All these datasets collected and generated to perform a groundwater conceptual model are often stored in different scales and formats (e.g., maps, spreadsheets or databases). This continuous growing volume of data entails further improving on how it is compiled, stored and integrated for their analysis.
This thesis contributes to: (i) provide dynamic and scalable methodologies for migrating and integrating multiple data infrastructures (data warehouses, spatial data infrastructures, ICT tools); (ii) to gain higher performance of their analysis within their spatial context; (iii) to provide specific tools to analyse hydrogeological processes and to obtain hydraulic parameters that have a key role in groundwater studies; and (iv) to share open-source and user-friendly software that allows standardisation, management, analysis, interpretation and sharing of hydrogeological data with a numerical model within a unique geographical platform (GIS platform).
A dynamic and scalable methodology has been designed to harmonise and standardise multiple datasets and third-party databases from different origins, or to connect them with ICT tools. This methodology can be widely applied in any kind of data migration and integration (DMI) process, to develop Data warehouses, Spatial Data Infrastructures or to implement ICT tools on existing data infrastructures for further analyses, improving data governance.
A higher performance to obtain hydraulic parameters of the aquifer has been addressed from the development of a GIS-based tool. The interpretation of pumping tests within its spatial context can reduce the uncertainty of its analysis with an accurate knowledge of the aquifer geometry and boundaries. This software designed to collect, manage, visualise and analyse pumping tests in a GIS environment supports the hydraulic parameterization of groundwater flow and transport models.
To enhance the hydraulic parameters quantification, a compilation, revision and analysis of the hydraulic conductivity based on grain size methodologies have been performed. Afterwards, the uncertainty of applying these methods on a larger scale has been addressed and discussed by comparison of the upscaling results with pumping tests.

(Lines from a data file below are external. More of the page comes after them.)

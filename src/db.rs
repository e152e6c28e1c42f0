use anyhow::{Context, Result};
use async_trait::async_trait;
use sqlx::postgres::{PgPool, PgPoolOptions, PgRow};
use sqlx::Row;
use std::time::{Duration, Instant};
use teloxide::types::ChatId;
use tracing::{debug, info, Instrument};

use crate::config::DatabaseConfig;
use crate::errors::{error_logging, AppError, AppResult};
use crate::observability;
use crate::session::{SessionState, SessionStore};
use crate::store::{Album, BotStore, User};

/// Create a connection pool from validated configuration
pub async fn connect(config: &DatabaseConfig) -> Result<PgPool> {
    info!(
        max_connections = config.max_connections,
        min_connections = config.min_connections,
        "Initializing database connection"
    );

    PgPoolOptions::new()
        .max_connections(config.max_connections)
        .min_connections(config.min_connections)
        .acquire_timeout(Duration::from_secs(config.connect_timeout_secs))
        .connect(&config.url)
        .await
        .context("Failed to connect to database")
}

/// Initialize the database schema
pub async fn init_database_schema(pool: &PgPool) -> Result<()> {
    info!("Initializing database schema");

    // Create users table
    sqlx::query(
        "CREATE TABLE IF NOT EXISTS users (
            id BIGSERIAL PRIMARY KEY,
            telegram_id BIGINT UNIQUE NOT NULL,
            language_code VARCHAR(10) DEFAULT 'en',
            created_at TIMESTAMPTZ DEFAULT CURRENT_TIMESTAMP,
            updated_at TIMESTAMPTZ DEFAULT CURRENT_TIMESTAMP
        )",
    )
    .execute(pool)
    .await
    .context("Failed to create users table")?;

    // Create albums table
    sqlx::query(
        "CREATE TABLE IF NOT EXISTS albums (
            id BIGSERIAL PRIMARY KEY,
            telegram_id BIGINT NOT NULL,
            title VARCHAR(255) NOT NULL,
            created_at TIMESTAMPTZ DEFAULT CURRENT_TIMESTAMP
        )",
    )
    .execute(pool)
    .await
    .context("Failed to create albums table")?;

    // Create album photos table
    sqlx::query(
        "CREATE TABLE IF NOT EXISTS album_photos (
            album_id BIGINT NOT NULL REFERENCES albums(id) ON DELETE CASCADE,
            position INTEGER NOT NULL,
            file_id TEXT NOT NULL,
            PRIMARY KEY (album_id, position)
        )",
    )
    .execute(pool)
    .await
    .context("Failed to create album_photos table")?;

    // Create sessions table
    sqlx::query(
        "CREATE TABLE IF NOT EXISTS sessions (
            chat_id BIGINT PRIMARY KEY,
            state TEXT NOT NULL,
            updated_at TIMESTAMPTZ DEFAULT CURRENT_TIMESTAMP
        )",
    )
    .execute(pool)
    .await
    .context("Failed to create sessions table")?;

    // Create indexes for performance
    sqlx::query("CREATE INDEX IF NOT EXISTS albums_telegram_id_idx ON albums(telegram_id, created_at DESC)")
        .execute(pool)
        .await
        .context("Failed to create albums telegram_id index")?;

    sqlx::query("CREATE INDEX IF NOT EXISTS sessions_updated_at_idx ON sessions(updated_at)")
        .execute(pool)
        .await
        .context("Failed to create sessions updated_at index")?;

    info!("Database schema initialized successfully");
    Ok(())
}

fn user_from_row(row: &PgRow) -> User {
    User {
        id: row.get(0),
        telegram_id: row.get(1),
        language_code: row.get(2),
        created_at: row.get(3),
        updated_at: row.get(4),
    }
}

fn album_from_row(row: &PgRow) -> Album {
    Album {
        id: row.get(0),
        telegram_id: row.get(1),
        title: row.get(2),
        created_at: row.get(3),
        photo_count: row.get(4),
    }
}

/// Get or create a user by Telegram ID
pub async fn get_or_create_user(
    pool: &PgPool,
    telegram_id: i64,
    language_code: Option<&str>,
) -> Result<User> {
    debug!(telegram_id = %telegram_id, "Getting or creating user");

    // Try to get existing user
    if let Some(user) = get_user_by_telegram_id(pool, telegram_id).await? {
        return Ok(user);
    }

    // Create new user; a concurrent insert for the same id falls through to the SELECT
    let language_code = language_code.unwrap_or("en");
    sqlx::query(
        "INSERT INTO users (telegram_id, language_code) VALUES ($1, $2) ON CONFLICT (telegram_id) DO NOTHING",
    )
    .bind(telegram_id)
    .bind(language_code)
    .execute(pool)
    .await
    .context("Failed to create new user")?;

    let user = get_user_by_telegram_id(pool, telegram_id)
        .await?
        .context("User missing right after insert")?;

    debug!(user_id = %user.id, "User created successfully");
    Ok(user)
}

/// Get a user by Telegram ID
pub async fn get_user_by_telegram_id(pool: &PgPool, telegram_id: i64) -> Result<Option<User>> {
    debug!(telegram_id = %telegram_id, "Getting user by telegram_id");

    let row = sqlx::query("SELECT id, telegram_id, language_code, created_at, updated_at FROM users WHERE telegram_id = $1")
        .bind(telegram_id)
        .fetch_optional(pool)
        .await
        .context("Failed to get user by telegram_id")?;

    Ok(row.as_ref().map(user_from_row))
}

/// Create an album with its photos in one transaction
pub async fn create_album(
    pool: &PgPool,
    telegram_id: i64,
    title: &str,
    photos: &[String],
) -> Result<i64> {
    debug!(telegram_id = %telegram_id, photos = photos.len(), "Creating new album");

    let mut tx = pool.begin().await.context("Failed to begin transaction")?;

    let row = sqlx::query("INSERT INTO albums (telegram_id, title) VALUES ($1, $2) RETURNING id")
        .bind(telegram_id)
        .bind(title)
        .fetch_one(&mut *tx)
        .await
        .context("Failed to insert new album")?;
    let album_id: i64 = row.get(0);

    for (position, file_id) in photos.iter().enumerate() {
        sqlx::query("INSERT INTO album_photos (album_id, position, file_id) VALUES ($1, $2, $3)")
            .bind(album_id)
            .bind(position as i32)
            .bind(file_id)
            .execute(&mut *tx)
            .await
            .context("Failed to insert album photo")?;
    }

    tx.commit().await.context("Failed to commit album")?;

    debug!(album_id = %album_id, "Album created successfully");
    Ok(album_id)
}

/// List a user's albums, newest first
pub async fn list_albums(
    pool: &PgPool,
    telegram_id: i64,
    limit: i64,
    offset: i64,
) -> Result<Vec<Album>> {
    debug!(telegram_id = %telegram_id, limit, offset, "Listing albums");

    let rows = sqlx::query(
        "SELECT a.id, a.telegram_id, a.title, a.created_at, COUNT(p.album_id) AS photo_count
         FROM albums a LEFT JOIN album_photos p ON p.album_id = a.id
         WHERE a.telegram_id = $1
         GROUP BY a.id
         ORDER BY a.created_at DESC, a.id DESC
         LIMIT $2 OFFSET $3",
    )
    .bind(telegram_id)
    .bind(limit)
    .bind(offset)
    .fetch_all(pool)
    .await
    .context("Failed to list albums")?;

    Ok(rows.iter().map(album_from_row).collect())
}

/// Count a user's albums
pub async fn count_albums(pool: &PgPool, telegram_id: i64) -> Result<i64> {
    let row = sqlx::query("SELECT COUNT(*) FROM albums WHERE telegram_id = $1")
        .bind(telegram_id)
        .fetch_one(pool)
        .await
        .context("Failed to count albums")?;
    Ok(row.get(0))
}

/// Read one album owned by `telegram_id`
pub async fn read_album(pool: &PgPool, telegram_id: i64, album_id: i64) -> Result<Option<Album>> {
    debug!(album_id = %album_id, "Reading album");

    let row = sqlx::query(
        "SELECT a.id, a.telegram_id, a.title, a.created_at, COUNT(p.album_id) AS photo_count
         FROM albums a LEFT JOIN album_photos p ON p.album_id = a.id
         WHERE a.id = $1 AND a.telegram_id = $2
         GROUP BY a.id",
    )
    .bind(album_id)
    .bind(telegram_id)
    .fetch_optional(pool)
    .await
    .context("Failed to read album")?;

    Ok(row.as_ref().map(album_from_row))
}

/// Photo file ids of an album in their original order
pub async fn read_album_photos(pool: &PgPool, album_id: i64) -> Result<Vec<String>> {
    let rows = sqlx::query("SELECT file_id FROM album_photos WHERE album_id = $1 ORDER BY position")
        .bind(album_id)
        .fetch_all(pool)
        .await
        .context("Failed to read album photos")?;

    Ok(rows.iter().map(|row| row.get(0)).collect())
}

/// Delete an album owned by `telegram_id`; photos cascade
pub async fn delete_album(pool: &PgPool, telegram_id: i64, album_id: i64) -> Result<bool> {
    debug!(album_id = %album_id, "Deleting album");

    let result = sqlx::query("DELETE FROM albums WHERE id = $1 AND telegram_id = $2")
        .bind(album_id)
        .bind(telegram_id)
        .execute(pool)
        .await
        .context("Failed to delete album")?;

    let deleted = result.rows_affected() > 0;
    if !deleted {
        info!("No album found with ID: {album_id}");
    }
    Ok(deleted)
}

/// Load the serialized session of a chat if it was touched within `ttl`
pub async fn load_session(pool: &PgPool, chat_id: i64, ttl: Duration) -> Result<Option<String>> {
    let row = sqlx::query(
        "SELECT state FROM sessions WHERE chat_id = $1 AND updated_at > NOW() - make_interval(secs => $2)",
    )
    .bind(chat_id)
    .bind(ttl.as_secs_f64())
    .fetch_optional(pool)
    .await
    .context("Failed to load session")?;

    Ok(row.map(|row| row.get(0)))
}

/// Insert or replace the serialized session of a chat
pub async fn save_session(pool: &PgPool, chat_id: i64, state: &str) -> Result<()> {
    sqlx::query(
        "INSERT INTO sessions (chat_id, state, updated_at) VALUES ($1, $2, CURRENT_TIMESTAMP)
         ON CONFLICT (chat_id) DO UPDATE SET state = EXCLUDED.state, updated_at = CURRENT_TIMESTAMP",
    )
    .bind(chat_id)
    .bind(state)
    .execute(pool)
    .await
    .context("Failed to save session")?;
    Ok(())
}

/// Delete every session not touched within `ttl`, returning how many went
pub async fn delete_expired_sessions(pool: &PgPool, ttl: Duration) -> Result<u64> {
    let result = sqlx::query(
        "DELETE FROM sessions WHERE updated_at <= NOW() - make_interval(secs => $1)",
    )
    .bind(ttl.as_secs_f64())
    .execute(pool)
    .await
    .context("Failed to delete expired sessions")?;

    let deleted = result.rows_affected();
    if deleted > 0 {
        debug!(deleted, "Expired sessions removed");
    }
    Ok(deleted)
}

/// Remove a chat's session
pub async fn delete_session(pool: &PgPool, chat_id: i64) -> Result<()> {
    sqlx::query("DELETE FROM sessions WHERE chat_id = $1")
        .bind(chat_id)
        .execute(pool)
        .await
        .context("Failed to delete session")?;
    Ok(())
}

/// PostgreSQL-backed implementation of both storage seams
#[derive(Debug, Clone)]
pub struct PgStore {
    pool: PgPool,
    session_ttl: Duration,
}

impl PgStore {
    pub fn new(pool: PgPool, session_ttl: Duration) -> Self {
        Self { pool, session_ttl }
    }
}

/// Time a database call, record metrics and map failures to [`AppError::Database`]
async fn timed<T, F>(operation: &str, telegram_id: Option<i64>, fut: F) -> AppResult<T>
where
    F: std::future::Future<Output = Result<T>>,
{
    let start = Instant::now();
    let result = fut.instrument(observability::db_span(operation)).await;
    observability::record_db_metrics(operation, start.elapsed());
    result.map_err(|e| {
        error_logging::log_database_error(&format!("{e:#}"), operation, telegram_id);
        AppError::Database(format!("{e:#}"))
    })
}

#[async_trait]
impl BotStore for PgStore {
    async fn upsert_user(&self, telegram_id: i64, language_code: Option<&str>) -> AppResult<User> {
        timed(
            "upsert_user",
            Some(telegram_id),
            get_or_create_user(&self.pool, telegram_id, language_code),
        )
        .await
    }

    async fn create_album(
        &self,
        telegram_id: i64,
        title: &str,
        photos: &[String],
    ) -> AppResult<i64> {
        timed(
            "create_album",
            Some(telegram_id),
            create_album(&self.pool, telegram_id, title, photos),
        )
        .await
    }

    async fn list_albums(
        &self,
        telegram_id: i64,
        limit: i64,
        offset: i64,
    ) -> AppResult<Vec<Album>> {
        timed(
            "list_albums",
            Some(telegram_id),
            list_albums(&self.pool, telegram_id, limit, offset),
        )
        .await
    }

    async fn count_albums(&self, telegram_id: i64) -> AppResult<i64> {
        timed(
            "count_albums",
            Some(telegram_id),
            count_albums(&self.pool, telegram_id),
        )
        .await
    }

    async fn get_album(
        &self,
        telegram_id: i64,
        album_id: i64,
    ) -> AppResult<Option<(Album, Vec<String>)>> {
        timed("get_album", Some(telegram_id), async {
            match read_album(&self.pool, telegram_id, album_id).await? {
                Some(album) => {
                    let photos = read_album_photos(&self.pool, album.id).await?;
                    Ok(Some((album, photos)))
                }
                None => Ok(None),
            }
        })
        .await
    }

    async fn delete_album(&self, telegram_id: i64, album_id: i64) -> AppResult<bool> {
        timed(
            "delete_album",
            Some(telegram_id),
            delete_album(&self.pool, telegram_id, album_id),
        )
        .await
    }

    async fn ping(&self) -> AppResult<()> {
        timed("ping", None, async {
            sqlx::query("SELECT 1")
                .fetch_one(&self.pool)
                .await
                .context("Database health check failed")?;
            Ok(())
        })
        .await
    }
}

#[async_trait]
impl SessionStore for PgStore {
    async fn get(&self, chat_id: ChatId) -> AppResult<SessionState> {
        let raw = timed(
            "load_session",
            None,
            load_session(&self.pool, chat_id.0, self.session_ttl),
        )
        .await?;

        match raw {
            Some(raw) => match serde_json::from_str(&raw) {
                Ok(state) => Ok(state),
                Err(e) => {
                    // Unreadable state (e.g. written by an older build) restarts the conversation
                    tracing::warn!(chat_id = %chat_id, error = %e, "Discarding unreadable session");
                    Ok(SessionState::Idle)
                }
            },
            None => Ok(SessionState::Idle),
        }
    }

    async fn update(&self, chat_id: ChatId, state: SessionState) -> AppResult<()> {
        if state.is_idle() {
            return self.reset(chat_id).await;
        }
        let raw = serde_json::to_string(&state)?;
        timed("save_session", None, save_session(&self.pool, chat_id.0, &raw)).await?;

        // Abandoned conversations never come back to be reset
        timed(
            "delete_expired_sessions",
            None,
            delete_expired_sessions(&self.pool, self.session_ttl),
        )
        .await
        .map(|_| ())
    }

    async fn reset(&self, chat_id: ChatId) -> AppResult<()> {
        timed("delete_session", None, delete_session(&self.pool, chat_id.0)).await
    }
}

Finally, a sharing, open-source and user-friendly GIS-based tool is presented. This new generation of GIS-based tool aims at simplifying the characterisation of groundwater bodies for the purpose of building rigorous and data-based environmental conceptual models. It allows to standardise, manage, analyse and interpret hydrogeological and hydrochemical data. Due to its free and open-source architecture, it can be updated and extended depending on the tailored applications.